For the loonies, we want to count the number of solutions in non-negative integers to $$x_1+x_2+x_3=45$$ subject to $x_1=0$ and $x_2 \ge 10$. The generating function is $$\begin{align} f(x) &= (x^{10} + x^{11} + x^{12} + \dots)(1+x+x^2+\dots)\\ &= x^{10} (1+x+x^2+\dots)(1+x+x^2+\dots)\\ &= x^{10}(1-x)^{-2} \\ &= x^{10} \sum_{i=0}^{\infty}\binom{2+i-1}{i}x^i \end{align}$$ where we used the Binomial Theorem for negative exponents in the last step. From this we see that the coefficient of $x^{45}$ is $$\binom{2+35-1}{35}$$ which solves the problem for the number of ways to distribute loonies. Notice that in the initial formulation of the generating function, we did not use the fact the $x_i \le 45$. Although this is true, it is not necessary, and we end up with a simpler solution if we don't restrict the generating function in that way.
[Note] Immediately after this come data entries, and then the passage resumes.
//! tickdown - Digital Signage Countdown Service
//!
//! A settings store and drift-free countdown engine shared by an operator
//! settings surface and a signage render surface.

mod config;
mod engine;
mod events;
mod media;
mod render;
mod settings;
mod store;
mod timezones;
mod web;

use config::ServiceConfig;
use events::UpdateBus;
use media::MediaClient;
use render::Renderer;
use store::SettingsStore;
use web::Server;

use std::sync::Arc;
use tracing_subscriber::{layer::SubscriberExt, util::SubscriberInitExt};

#[tokio::main]
async fn main() -> Result<(), Box<dyn std::error::Error + Send + Sync>> {
    // Initialize logging
    tracing_subscriber::registry()
        .with(tracing_subscriber::fmt::layer())
        .with(tracing_subscriber::EnvFilter::from_default_env()
            .add_directive("tickdown=info".parse()?))
        .init();

    // Load configuration
    let cfg = ServiceConfig::load();
    tracing::info!("Starting tickdown on port {}...", cfg.http_port);

    // Resolve the settings store scope and hydrate defaults
    let bus = Arc::new(UpdateBus::default());
    let store = Arc::new(SettingsStore::resolve(
        &cfg.device_db,
        &cfg.instance_db,
        bus.clone(),
    ));
    tracing::info!("Settings store bound to {} scope", store.scope());
    store.hydrate_defaults();

    // Start the render-side countdown
    let renderer = Renderer::start(store.clone(), bus.clone());

    // Media lookup collaborator
    let media = Arc::new(MediaClient::new(cfg.media_api.clone()));

    // Start web server
    let server = Server::new(cfg, store, renderer, media, bus);
    server.start().await?;

    Ok(())
}
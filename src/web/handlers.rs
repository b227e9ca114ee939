//! HTTP request handlers.

use super::AppState;
use crate::settings::{keys, validate_field, CountdownSettings};
use crate::timezones::timezone_options;

use axum::{
    extract::{Path, State},
    http::StatusCode,
    response::{IntoResponse, Json},
};
use chrono::Utc;
use serde::Serialize;
use serde_json::Value;

// ============================================================================
// Settings surface
// ============================================================================

pub async fn handle_get_settings(State(state): State<AppState>) -> impl IntoResponse {
    Json(state.store.snapshot())
}

#[derive(Debug, Serialize)]
pub struct FieldResponse {
    pub key: String,
    pub value: Value,
}

pub async fn handle_get_field(
    State(state): State<AppState>,
    Path(key): Path<String>,
) -> impl IntoResponse {
    let Some(default) = CountdownSettings::default_value(&key) else {
        return (StatusCode::NOT_FOUND, "Unknown settings key").into_response();
    };

    let value = state.store.get(&key).unwrap_or(default);
    Json(FieldResponse { key, value }).into_response()
}

pub async fn handle_put_field(
    State(state): State<AppState>,
    Path(key): Path<String>,
    Json(value): Json<Value>,
) -> impl IntoResponse {
    if CountdownSettings::default_value(&key).is_none() {
        return (StatusCode::NOT_FOUND, "Unknown settings key").into_response();
    }

    match validate_field(&key, value) {
        Ok(normalized) => {
            state.store.set(&key, normalized.clone());
            tracing::info!("Settings: {} updated", key);
            Json(FieldResponse {
                key,
                value: normalized,
            })
            .into_response()
        }
        Err(e) => (StatusCode::BAD_REQUEST, e).into_response(),
    }
}

pub async fn handle_get_timezones() -> impl IntoResponse {
    Json(timezone_options(Utc::now()))
}

// ============================================================================
// Render surface
// ============================================================================

pub async fn handle_get_render(State(state): State<AppState>) -> impl IntoResponse {
    Json(state.renderer.snapshot())
}

pub async fn handle_get_media(
    State(state): State<AppState>,
    Path(id): Path<String>,
) -> impl IntoResponse {
    match state.media.get_by_id(&id).await {
        Some(media) => Json(media).into_response(),
        None => (StatusCode::NOT_FOUND, "Media not found").into_response(),
    }
}

// ============================================================================
// Service status
// ============================================================================

#[derive(Debug, Serialize)]
#[serde(rename_all = "camelCase")]
pub struct StatusResponse {
    pub scope: &'static str,
    pub key_count: i64,
    pub field_count: usize,
    pub uptime_seconds: i64,
}

pub async fn handle_status(State(state): State<AppState>) -> impl IntoResponse {
    Json(StatusResponse {
        scope: state.store.scope().as_str(),
        key_count: state.store.key_count(),
        field_count: keys::ALL.len(),
        uptime_seconds: (Utc::now() - state.started_at).num_seconds(),
    })
}
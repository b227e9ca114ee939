//! Web server module.
//!
//! Exposes both logical surfaces over HTTP: the operator settings API and
//! the signage render API (snapshot plus a WebSocket push stream).

mod handlers;
mod ws;

pub use handlers::*;
pub use ws::*;

use crate::config::ServiceConfig;
use crate::events::UpdateBus;
use crate::media::MediaClient;
use crate::render::Renderer;
use crate::store::SettingsStore;

use axum::{
    routing::{get, put},
    Router,
};
use chrono::{DateTime, Utc};
use std::net::SocketAddr;
use std::sync::Arc;
use tower_http::cors::{Any, CorsLayer};

/// Application state shared across handlers.
#[derive(Clone)]
pub struct AppState {
    pub config: ServiceConfig,
    pub store: Arc<SettingsStore>,
    pub renderer: Arc<Renderer>,
    pub media: Arc<MediaClient>,
    pub bus: Arc<UpdateBus>,
    pub started_at: DateTime<Utc>,
}

/// Web server for tickdown.
pub struct Server {
    state: AppState,
}

impl Server {
    /// Create a new server with the given dependencies.
    pub fn new(
        config: ServiceConfig,
        store: Arc<SettingsStore>,
        renderer: Arc<Renderer>,
        media: Arc<MediaClient>,
        bus: Arc<UpdateBus>,
    ) -> Self {
        Self {
            state: AppState {
                config,
                store,
                renderer,
                media,
                bus,
                started_at: Utc::now(),
            },
        }
    }

    /// Build the router with all routes.
    fn routes(&self) -> Router {
        let cors = CorsLayer::new().allow_origin(Any).allow_methods(Any);

        Router::new()
            // Settings surface
            .route("/api/settings", get(handlers::handle_get_settings))
            .route("/api/settings/{key}", get(handlers::handle_get_field))
            .route("/api/settings/{key}", put(handlers::handle_put_field))
            .route("/api/timezones", get(handlers::handle_get_timezones))
            // Render surface
            .route("/api/render", get(handlers::handle_get_render))
            .route("/api/render/events", get(ws::handle_events))
            .route("/api/media/{id}", get(handlers::handle_get_media))
            // Service
            .route("/api/status", get(handlers::handle_status))
            .layer(cors)
            .with_state(self.state.clone())
    }

    /// Start the server on the configured port.
    pub async fn start(&self) -> Result<(), Box<dyn std::error::Error + Send + Sync>> {
        let addr = SocketAddr::from(([0, 0, 0, 0], self.state.config.http_port));
        let router = self.routes();

        tracing::info!("Web server listening on {}", addr);

        let listener = tokio::net::TcpListener::bind(addr).await?;
        axum::serve(listener, router).await?;

        Ok(())
    }
}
Now for the toonies. We want to count the number of solutions in non-negative integers to $$y_1 + y_2 + y_3 = 25$$ subject to $y_2=0$ and $y_3$ odd. The generating function is $$\begin{align} g(x) &= (1+x+x^2+\dots)(x+x^3+x^5+\dots) \\ &= (1+x+x^2+\dots) \;x\; (1+x^2+x^4+\dots) \\ &= (1-x)^{-1} \;x\; (1-x^2)^{-1} \\ &= \sum_{i=0}^{\infty}x^i \cdot x \cdot \sum_{j=0}^{\infty} x^{2j} \end{align}$$ From the final equation we see that we have one solution for each solution of $i + 2j=24$, or $i = 24-2j$, which has a solution for each of the $13$ values of $j$ with $0 \le j \le 12$. So in the case of the toonies, a generating function didn't really gain us anything; we ended up essentially having to solve the original problem.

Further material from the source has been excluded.